Persistent depression linked with cognitive decline in older patients with coronary artery disease

Peer-Reviewed Publication

JAMA Network

CHICAGO – Persistent depression symptoms may be associated with significantly greater declines in cognitive performance in older patients with coronary artery disease who underwent cardiac catheterization, according to a study published in the March issue of Archives of General Psychiatry, one of the JAMA/Archives journals.

Relatively high rates of depression have been observed among older patients with coronary artery disease, including those undergoing coronary interventions, but it remains unknown whether depressive symptoms exacerbate their risk for long-term cognitive decline, the authors write in their study background.

Elizabeth A. Freiheit, M.A., of the University of Calgary, Alberta, Canada, and colleagues examined the association between depression symptoms and longer-term (less than or equal to 30 months after the procedure) changes in some areas of cognitive performance among older patients undergoing coronary catheterization who subsequently received coronary artery bypass graft (CABG) procedures, percutaneous coronary intervention (PCI) or medical therapy (MT) after catheterization. They also examined whether any associations were influenced by the presence of the apolipoprotein E (APOE) ε4 allele (believed to be a genetic risk factor for Alzheimer disease). The study included 350 patients, 60 years or older, who underwent nonemergency catheterization without prior revascularization.

"In longitudinal models adjusted for age, sex, educational level and baseline cognitive performance, those with persistent symptoms exhibited significantly greater decline at 30 months (relative to baseline) in attention/executive function, learning/memory, verbal fluency and global cognition compared with those with no or baseline-only depressive symptoms," the authors comment.

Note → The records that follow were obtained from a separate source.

use thiserror::Error;

/// Error type for password operations.
#[derive(Debug, Clone, PartialEq, Eq, Error)]
pub enum PasswordError {
    #[error("Password hashing failed: {0}")]
    HashingFailed(String),
}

The investigators also note that persistent symptoms within the first year also were a significant risk factor for subsequent decline (from 12 to 30 months) across all four cognitive measures. For global cognition, and to a lesser extent verbal fluency, they suggest that the magnitude of the decline was greater for patients with the APOE ε4 allele.

"Consequently, a one-time assessment of depressive symptoms may be inadequate for detecting those at risk of longer-term adverse cognitive and functional outcomes," the authors conclude. "These findings illustrate the need for longer-term monitoring of depressive symptom severity and change by clinicians and other caregivers."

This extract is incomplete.